What are the hopes of your children? Cherry (name changed to protect child’s identity) didn’t have high hopes for herself. At aged 15 she left school and began working in the family business selling alcohol in the slums in Kampala. She was sexually exploited and abused, and her future looked bleak.
However, her life changed when she found out about Retrak and its Premier Skills Project, which is a girls-only football program.
“It meant a lot to me. I wasn’t just playing with my peers – I was accepted by them. I was strong and helped the team score lots of goals. The team believed in me! And my social life changed – through football I made good friendships and got back the respect of the community.”
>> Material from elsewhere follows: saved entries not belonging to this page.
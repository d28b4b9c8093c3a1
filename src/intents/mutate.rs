//! Item- and step-level mutations: `edit`, `define`, `note`, `block`,
//! `contract`, `plan`, `complete`, `delete`.

use crate::core::deps::{build_dependency_graph, validate_dependencies};
use crate::core::event::{Actor, TaskEvent};
use crate::core::item::Status;
use crate::core::lint::lint_item;
use crate::core::step::{step_at, step_at_mut};
use crate::core::time::now_iso;
use crate::intents::Dispatcher;
use crate::intents::response::{AIResponse, codes, error_response};
use crate::intents::validate::{self, Payload, normalize_str_list, resolve_step_path};
use crate::intents::view::{item_key, item_view, step_view};
use rustc_hash::FxHashSet;
use serde_json::{Value, json};

pub fn handle_edit(d: &Dispatcher, data: &Payload) -> AIResponse {
    let (task_id, mut item) = match d.require_item("edit", data, &["TASK-", "PLAN-"]) {
        Ok(pair) => pair,
        Err(resp) => return resp,
    };

    let mut updated_fields: Vec<String> = Vec::new();
    let old_domain = item.domain.clone();

    if let Some(description) = validate::get_str(data, "description") {
        item.description = description.to_string();
        updated_fields.push("description".into());
    }
    if let Some(context) = validate::get_str(data, "context") {
        item.context = context.to_string();
        updated_fields.push("context".into());
    }
    if let Some(priority) = validate::get_str(data, "priority") {
        match crate::core::item::Priority::parse(priority) {
            Some(parsed) => {
                item.priority = parsed;
                updated_fields.push("priority".into());
            }
            None => {
                return error_response("edit", codes::INVALID_PRIORITY, "priority must be LOW|MEDIUM|HIGH");
            }
        }
    }
    if let Some(tags) = data.get("tags") {
        match normalize_str_list(tags) {
            Ok(list) => {
                item.tags = list;
                updated_fields.push("tags".into());
            }
            Err(_) => {
                return error_response("edit", codes::INVALID_TAGS, "tags must be an array of strings");
            }
        }
    }
    if let Some(depends_on) = data.get("depends_on") {
        let raw = match normalize_str_list(depends_on) {
            Ok(list) => list,
            Err(_) => {
                return error_response(
                    "edit",
                    codes::INVALID_DEPENDS_ON,
                    "depends_on must be an array of strings",
                );
            }
        };
        let normalized: Vec<String> = raw.iter().map(|s| s.trim().to_uppercase()).collect();
        for dep in &normalized {
            if crate::core::ident::id_error(dep).is_some() {
                return error_response(
                    "edit",
                    codes::INVALID_DEPENDENCIES,
                    &format!("depends_on contains an invalid id: {}", dep),
                );
            }
        }
        let all_items = d.list_all();
        let tasks: Vec<&crate::core::item::Item> =
            all_items.iter().filter(|i| i.is_task()).collect();
        let existing: FxHashSet<String> = tasks.iter().map(|t| t.id.clone()).collect();
        let graph = build_dependency_graph(
            &tasks
                .iter()
                .map(|t| (t.id.clone(), t.depends_on.clone()))
                .collect::<Vec<_>>(),
        );
        let (errors, cycle) = validate_dependencies(&item.id, &normalized, &existing, &graph);
        if !errors.is_empty() {
            let rendered: Vec<String> = errors.iter().map(|e| e.to_string()).collect();
            return error_response("edit", codes::INVALID_DEPENDENCIES, &rendered.join("; "));
        }
        if let Some(cycle) = cycle {
            return error_response("edit", codes::CIRCULAR_DEPENDENCY, &cycle.join(" -> "));
        }
        // Timeline both ways: new ids are added, dropped ids are resolved.
        let old_deps = item.depends_on.clone();
        for dep in &normalized {
            if !old_deps.contains(dep) {
                item.events.push(TaskEvent::dependency_added(dep, Actor::Ai));
            }
        }
        for dep in &old_deps {
            if !normalized.contains(dep) {
                item.events.push(TaskEvent::dependency_resolved(dep, Actor::System));
            }
        }
        item.depends_on = normalized;
        updated_fields.push("depends_on".into());
    }

    let new_domain = validate::get_str(data, "new_domain").map(|s| s.trim().to_string());
    if let Some(domain) = &new_domain {
        match crate::core::repo::Repository::sanitize_domain(domain) {
            Ok(sanitized) => {
                item.domain = sanitized;
                updated_fields.push("domain".into());
            }
            Err(err) => {
                return error_response("edit", codes::INVALID_FIELDS, &err.to_string());
            }
        }
    }

    if updated_fields.is_empty() {
        return error_response("edit", codes::NO_FIELDS, "nothing to update");
    }

    // Persist; a domain change is a move (save at the new path, drop the old file).
    let moved = updated_fields.contains(&"domain".to_string()) && item.domain != old_domain;
    let reloaded = match d.save_and_reload("edit", &mut item) {
        Ok(item) => item,
        Err(resp) => return resp,
    };
    if moved {
        let _ = d.repo().delete(&reloaded.id, &old_domain);
    }

    updated_fields.sort();
    updated_fields.dedup();
    AIResponse::ok(
        "edit",
        json!({
            item_key(&reloaded): item_view(&reloaded, false),
            "updated_fields": updated_fields,
        }),
    )
    .with_context("task_id", json!(task_id))
}

pub fn handle_define(d: &Dispatcher, data: &Payload) -> AIResponse {
    let (task_id, mut task) = match d.require_task("define", data) {
        Ok(pair) => pair,
        Err(resp) => return resp,
    };
    let path = match resolve_step_path(&task, data, "path") {
        Ok(path) => path,
        Err((code, msg)) => {
            return error_response("define", &code, &msg)
                .with_recovery("Grab a valid path/step_id via radar/mirror.")
                .with_suggestions(d.path_help_suggestions(&task_id));
        }
    };
    let Some(step) = step_at_mut(&mut task.steps, &path) else {
        return error_response(
            "define",
            codes::PATH_NOT_FOUND,
            &format!("step path={} not found", path),
        )
        .with_suggestions(d.path_help_suggestions(&task_id));
    };

    let mut updated_fields: Vec<String> = Vec::new();
    if let Some(title) = data.get("title").and_then(Value::as_str) {
        let trimmed = title.trim();
        if trimmed.is_empty() {
            return error_response("define", codes::MISSING_TITLE, "title must not be empty");
        }
        step.title = trimmed.to_string();
        updated_fields.push("title".into());
    }
    if let Some(value) = data.get("success_criteria") {
        match normalize_str_list(value) {
            Ok(list) => {
                step.success_criteria = list;
                step.checkpoints.criteria.confirmed = false;
                step.checkpoints.criteria.auto_confirmed = false;
                updated_fields.push("success_criteria".into());
            }
            Err(msg) => {
                return error_response(
                    "define",
                    codes::INVALID_FIELDS,
                    &format!("success_criteria {}", msg),
                );
            }
        }
    }
    if let Some(value) = data.get("tests") {
        match normalize_str_list(value) {
            Ok(list) => {
                step.checkpoints.tests.confirmed = false;
                step.checkpoints.tests.auto_confirmed = list.is_empty();
                step.tests = list;
                updated_fields.push("tests".into());
            }
            Err(msg) => {
                return error_response("define", codes::INVALID_FIELDS, &format!("tests {}", msg));
            }
        }
    }
    if let Some(value) = data.get("blockers") {
        match normalize_str_list(value) {
            Ok(list) => {
                step.blockers = list;
                updated_fields.push("blockers".into());
            }
            Err(msg) => {
                return error_response("define", codes::INVALID_FIELDS, &format!("blockers {}", msg));
            }
        }
    }
    if updated_fields.is_empty() {
        return error_response("define", codes::NO_FIELDS, "nothing to update");
    }
    // Redefining a step reopens it.
    step.completed = false;
    step.completed_at = None;
    task.update_status_from_progress();

    let reloaded = match d.save_and_reload("define", &mut task) {
        Ok(item) => item,
        Err(resp) => return resp,
    };
    let step_snapshot = step_at(&reloaded.steps, &path)
        .map(|st| step_view(st, Some(&path.to_string()), false));
    AIResponse::ok(
        "define",
        json!({
            "task_id": task_id,
            "path": path.to_string(),
            "updated_fields": updated_fields,
            "step": step_snapshot,
            "task": item_view(&reloaded, false),
        }),
    )
    .with_context("task_id", json!(task_id))
}

pub fn handle_note(d: &Dispatcher, data: &Payload) -> AIResponse {
    let (task_id, mut task) = match d.require_task("note", data) {
        Ok(pair) => pair,
        Err(resp) => return resp,
    };
    let note = validate::get_trimmed(data, "note");
    if note.is_empty() {
        return error_response("note", codes::MISSING_NOTE, "note is required");
    }
    let path = match resolve_step_path(&task, data, "path") {
        Ok(path) => path,
        Err((code, msg)) => {
            return error_response("note", &code, &msg)
                .with_recovery("Grab a valid path/step_id via radar/mirror.")
                .with_suggestions(d.path_help_suggestions(&task_id));
        }
    };
    let Some(step) = step_at_mut(&mut task.steps, &path) else {
        return error_response(
            "note",
            codes::PATH_NOT_FOUND,
            &format!("step path={} not found", path),
        )
        .with_suggestions(d.path_help_suggestions(&task_id));
    };
    step.progress_notes.push(note.clone());
    if step.started_at.is_none() {
        step.started_at = Some(now_iso());
    }
    let total_notes = step.progress_notes.len();
    let computed_status = step.computed_status().to_string();

    if let Err(resp) = d.save_and_reload("note", &mut task) {
        return resp;
    }
    AIResponse::ok(
        "note",
        json!({
            "task_id": task_id,
            "path": path.to_string(),
            "note": note,
            "total_notes": total_notes,
            "computed_status": computed_status,
        }),
    )
    .with_context("task_id", json!(task_id))
}

pub fn handle_block(d: &Dispatcher, data: &Payload) -> AIResponse {
    let (task_id, mut task) = match d.require_task("block", data) {
        Ok(pair) => pair,
        Err(resp) => return resp,
    };
    let blocked = validate::get_bool(data, "blocked", true);
    let reason = validate::get_trimmed(data, "reason");
    let path = match resolve_step_path(&task, data, "path") {
        Ok(path) => path,
        Err((code, msg)) => {
            return error_response("block", &code, &msg)
                .with_recovery("Grab a valid path/step_id via radar/mirror.")
                .with_suggestions(d.path_help_suggestions(&task_id));
        }
    };
    let Some(step) = step_at_mut(&mut task.steps, &path) else {
        return error_response(
            "block",
            codes::PATH_NOT_FOUND,
            &format!("step path={} not found", path),
        )
        .with_suggestions(d.path_help_suggestions(&task_id));
    };
    step.blocked = blocked;
    step.block_reason = if blocked { reason.clone() } else { String::new() };
    let target = format!("step:{}", path);
    if blocked {
        task.events.push(TaskEvent::blocked(&reason, &target, Actor::Ai));
    } else {
        task.events.push(TaskEvent::unblocked(&target, Actor::Ai));
    }

    let reloaded = match d.save_and_reload("block", &mut task) {
        Ok(item) => item,
        Err(resp) => return resp,
    };
    let step_snapshot = step_at(&reloaded.steps, &path)
        .map(|st| step_view(st, Some(&path.to_string()), false));
    AIResponse::ok(
        "block",
        json!({
            "task_id": task_id,
            "path": path.to_string(),
            "blocked": blocked,
            "block_reason": if blocked { reason } else { String::new() },
            "step": step_snapshot,
        }),
    )
    .with_context("task_id", json!(task_id))
}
Training at the Premier Skills Project doesn’t only involve football – the coach also teaches the girls life skills, including decision-making and how to protect themselves from dangerous situations, such as trafficking and different forms of exploitation. These sessions changed Cherry’s life. Slowly her outlook on life changed and she was able to focus on her future. It gave her the confidence to apply for an apprenticeship program, where she learned hairdressing and was given equipment to start up a business.
Now Cherry can live independently and wants to give back to the program that made such a difference to her. Aged 17, she has trained as a community coach to help other vulnerable children out of exploitation, and leads a weekly football club of 18 girls, helping them in the way that she was helped. She is saving part of her money from hairdressing to invest in her future. Her mum is now engaging with Retrak and wants to join a savings club.
In 2018 (to date), in Uganda, Retrak provided shelter in the Lighthouses to 523 children (74 girls and 449 boys), providing them with a safe place to rebuild their lives and start the journey back to family-based care. The work Retrak does is life-changing for children and families and we cannot do this without your generous support. Thank you for supporting our project in Uganda which helps us to work with more children like Cherry!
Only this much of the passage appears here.